Alaya Dawn Johnson’s The Summer Prince is a YA post-apocalyptic dystopia. It’s set in a Brazilian city called Palmares Tres. Palmares Tres is one of the few cities you’d actually want to live in after a nuclear war left much of the world uninhabitable. This fictional city was named after the real 17th century city of Palmares, which was founded by runaway slaves and eventually destroyed by the Brazilian government.
Current societal issues like homophobia and sexism are non-issues in Johnson’s Palmares Tres. Moreover, the ruling “Auntie” class forces genetic “mods” on its populace so everyone looks fairly similar. This, in theory, put an end to racism. Interestingly, Palmarinas also have a kind of reverse-ageism that privileges people over 35. Palmares Tres’ government is a matriarchal, elective monarchy with a bad habit of sacrificing their so-called Summer Kings to the ancestors, and herein lies the plot.

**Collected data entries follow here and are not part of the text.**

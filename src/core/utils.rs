use dirs::home_dir;
use std::sync::Once;
use std::{env, io, path::Path, path::PathBuf};

const DEFAULT_DIR_NAME: &str = ".expense_core";
const EXPENSES_FILE: &str = "expenses.json";
const BUDGETS_FILE: &str = "budgets.json";
const AUDIT_FILE: &str = "deleted_expenses.json";

/// Returns the application-specific data directory, defaulting to `~/.expense_core`.
pub fn app_data_dir() -> PathBuf {
    if let Some(custom) = env::var_os("EXPENSE_CORE_HOME") {
        return PathBuf::from(custom);
    }
    home_dir()
        .unwrap_or_else(|| PathBuf::from("."))
        .join(DEFAULT_DIR_NAME)
}

/// Path of the active expense ledger inside a data directory.
pub fn expenses_file_in(root: &Path) -> PathBuf {
    root.join(EXPENSES_FILE)
}

/// Path of the category budget map inside a data directory.
pub fn budgets_file_in(root: &Path) -> PathBuf {
    root.join(BUDGETS_FILE)
}

/// Path of the deleted-expense audit log inside a data directory.
pub fn audit_file_in(root: &Path) -> PathBuf {
    root.join(AUDIT_FILE)
}

pub fn ensure_dir(path: &Path) -> io::Result<()> {
    if !path.exists() {
        std::fs::create_dir_all(path)?;
    }
    Ok(())
}

static TRACING_INIT: Once = Once::new();

/// Initializes the global tracing subscriber with sensible defaults.
pub fn init_tracing() {
    TRACING_INIT.call_once(|| {
        use tracing_subscriber::{fmt, EnvFilter};

        let filter =
            EnvFilter::from_default_env().add_directive("expense_core=info".parse().unwrap());

        fmt().with_env_filter(filter).init();
    });
}
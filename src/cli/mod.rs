pub mod handlers;
pub mod io;
pub mod output;
pub mod shell;

use crate::core::services::ServiceError;
use crate::errors::ExpenseError;

#[derive(Debug, thiserror::Error)]
pub enum CliError {
    #[error(transparent)]
    Dialoguer(#[from] dialoguer::Error),
    #[error(transparent)]
    Expense(#[from] ExpenseError),
    #[error(transparent)]
    Service(#[from] ServiceError),
}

What this thing is about exactly:
June, our protagonist, is obsessed with the current Summer King, the enigmatic Enki. They team up to create art installations that wake the ruling “Auntie” class up to the issues of the day. Because Palmares Tres does have issues—how else would it earn the moniker “dystopia?” The city has sharp class divides. Palmarinas seem to have little to no interest in helping the impoverished communities surrounding their city. And, most pertinent to June, the Aunties strictly regulate which new technologies are allowed in. (It’s also really invasive to genetically “mod” your populace, but The Summer Prince doesn’t dwell on that so neither will I.)
The Summer Prince and real-life problems
In short, Palmares Tres has problems, but they’re mostly the same kind of problems we have in real life. The UN is investigating poverty in the U.S., it’s so dire. Not to mention we’re turning away far more refugees than we have in the past, and the FCC might get rid of net neutrality. This timeliness is especially striking when The Summer Prince is compared with other big YA dystopias like Suzanne Collins’ The Hunger Games. (You knew I was going there, right?)
The Panem-shaped elephant in the room
The Hunger Games kind of has something to say about poverty and classism. But Panem is so extreme it feels removed from the contemporary world. By contrast, day to day life in Palmares Tres isn’t bad at all. Our protagonist spends her days going to school, creating graffiti, and being rude to her stepmother. June and her friend Gil hang out and never worry about being forced to kill each other. June has enough leisure time to put Christmas lights in her skin for fun.
Moreover, Johnson consistently describes Palmares Tres as beautiful, inviting, and green. Heck, even the slums have a certain beauty. By comparison, Suzanne Collins consistently describes Katniss’ home, District 12, as bleak, lifeless, and gray. Honestly, I was a little hesitant to call The Summer Prince a dystopia. Palmares Tres seems so nice, mostly! But therein lies the rub, I’d say. Even the reader is seduced into thinking that Palmares Tres is worth the sacrifice.
A realistic dystopia? Say it ain’t so!
Johnson crafted a setting that is completely fine if you can ignore the same things we ignore. If you can ignore the slums, the refugees, the regular public murder. By writing this kind of setting, Johnson created something that Suzanne Collins didn’t: a believable dystopia. Sure, the idea of a futuristic society with human sacrifice is a stretch. But the concept of a hunger games was a stretch too. And I’d argue the Summer King tradition isn’t too different from how we look the other way while black men and boys are shot for seeming “suspicious.”
Negativity ahead:
The Summer Prince is not a perfect book by any means. I didn’t much like the pacing or the world-building. I really wish one of the central themes had been introduced earlier. The text never reconciles June’s disdain for authority with her desire for adult approval, either. Most importantly, Alaya Dawn Johnson has been criticized for cultural appropriation. I’m not qualified to say how valid these critiques are. But Johnson is American, and though she’s visited Brazil, I’m willing to believe she got some things wrong.
Still…
Despite its flaws, I’d say The Summer Prince is worth the read. It’s one of the most impacting dystopias I’ve read, and it does this by being subtle. It’s hard to see how a western society could turn into The Hunger Games. It’s easy to see how a western society could turn into Palmares Tres. Some of them are already halfway there.